Graph Paper Lindenmeyer Systems

  • Posted in dev

When I was a kid I learned about Lindenmeyer Systems and the fun tree patterns they create. I even followed a Twitter bot that generated and posted random pretty lsystem renders.

These are similar to fractals, except unlike traditional fractals they don’t usually expand within a fixed space, they either continue to grow or loop back intersecting themselves.

Meanwhile I spent most of my time in school and needed something to occupy my hands with. I did a lot of notebook doodling, except people notice those. But I did have graph paper. And graph paper gives you enough structure to draw lsystems by hand. So I did, a lot.

graph paper photo

I probably went through a notebook every two years, and I can’t remember once ever drawing an actual graph. This was when I was a child in childish ways and hadn’t yet learned about dot paper. Oh, misspent youth....

There are a couple interesting things about this mathematically.

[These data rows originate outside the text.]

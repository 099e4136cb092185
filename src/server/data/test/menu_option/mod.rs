use crate::server::{
    data::menu_option::MenuOptionRepository,
    model::menu::{CreateOptionParam, UpdateOptionParam},
};
use sea_orm::DbErr;
use test_utils::{builder::TestBuilder, factory};

mod create;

First, there’s only really one interesting space-filling pattern to draw on graph paper, which is forking off in two 45 degree angles. Anything that doesn’t fit on the coordinate grid (like incrementally decreasing line lengths) becomes irregular very quickly. The main option to play with different patterns is by setting different starting conditions. (Seems like it’d get boring quick, right? I spent the rest of the time trying to apply the Four color theorem in an aesthetically satisfying way. Still haven’t solved that one.)

Second, drawing on a coordinate grid means using Chebyshev Geometry, where straight lines and diagonal lines are considered the same length. So a circle (points equally far apart from a center point) is a square. This is also sometimes called chessboard geometry, because it’s how pieces move on a grid.

distances visualization1

Also, because I’m drawing this by hand, I can only keep track of visible tips. So if tips collide I count them as “resolved”, even if mathmatically they’d pass through each other.

But I kept hitting the end of the graph paper.

I was bored in a work meeting this week and ended up doing the same thing, and it made me wonder about the properties of the pattern. Did it repeat? Did it reach points of symmetry? I thought it would be fun to whip up a tool to run my by-hand algorithm to see.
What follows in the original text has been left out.